───── SUPPLIED INFORMATION

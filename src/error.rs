//! Error types shared across the extraction and generation pipeline.

use std::fmt;

/// Error type for the extraction/generation pipeline
#[derive(Debug)]
pub enum GisError {
    /// `PostgreSQL` error from `may_postgres`
    Postgres(may_postgres::Error),
    /// Configuration error (missing password, bad config file, ...)
    Config(String),
    /// Catalogue file error (unreadable workbook, missing worksheet, ...)
    Catalogue(String),
    /// Template or layout file error
    Template(String),
    /// Script/project-file generation error
    Generation(String),
    /// Filesystem error
    Io(std::io::Error),
}

impl fmt::Display for GisError {
    fn fmt(&self, f: &mut fmt::Formatter<'_>) -> fmt::Result {
        match self {
            GisError::Postgres(e) => {
                write!(f, "PostgreSQL error: {e}")
            }
            GisError::Config(s) => {
                write!(f, "Configuration error: {s}")
            }
            GisError::Catalogue(s) => {
                write!(f, "Catalogue error: {s}")
            }
            GisError::Template(s) => {
                write!(f, "Template error: {s}")
            }
            GisError::Generation(s) => {
                write!(f, "Generation error: {s}")
            }
            GisError::Io(e) => {
                write!(f, "I/O error: {e}")
            }
        }
    }
}

impl std::error::Error for GisError {}

impl From<may_postgres::Error> for GisError {
    fn from(err: may_postgres::Error) -> Self {
        GisError::Postgres(err)
    }
}

impl From<std::io::Error> for GisError {
    fn from(err: std::io::Error) -> Self {
        GisError::Io(err)
    }
}

pub type Result<T> = std::result::Result<T, GisError>;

──────────

◆ WHAT IS NEEDED ◆
Write out all of the records above exactly as they appear.

◆ EXERCISE ANSWER ◆
filename src/error.rs
//! Error types shared across the extraction and generation pipeline.

use std::fmt;

/// Error type for the extraction/generation pipeline
#[derive(Debug)]
pub enum GisError {
    /// `PostgreSQL` error from `may_postgres`
    Postgres(may_postgres::Error),
    /// Configuration error (missing password, bad config file, ...)
    Config(String),
    /// Catalogue file error (unreadable workbook, missing worksheet, ...)
    Catalogue(String),
    /// Template or layout file error
    Template(String),
    /// Script/project-file generation error
    Generation(String),
    /// Filesystem error
    Io(std::io::Error),
}

impl fmt::Display for GisError {
    fn fmt(&self, f: &mut fmt::Formatter<'_>) -> fmt::Result {
        match self {
            GisError::Postgres(e) => {
                write!(f, "PostgreSQL error: {e}")
            }
            GisError::Config(s) => {
                write!(f, "Configuration error: {s}")
            }
            GisError::Catalogue(s) => {
                write!(f, "Catalogue error: {s}")
            }
            GisError::Template(s) => {
                write!(f, "Template error: {s}")
            }
            GisError::Generation(s) => {
                write!(f, "Generation error: {s}")
            }
            GisError::Io(e) => {
                write!(f, "I/O error: {e}")
            }
        }
    }
}

impl std::error::Error for GisError {}

impl From<may_postgres::Error> for GisError {
    fn from(err: may_postgres::Error) -> Self {
        GisError::Postgres(err)
    }
}

impl From<std::io::Error> for GisError {
    fn from(err: std::io::Error) -> Self {
        GisError::Io(err)
    }
}

pub type Result<T> = std::result::Result<T, GisError>;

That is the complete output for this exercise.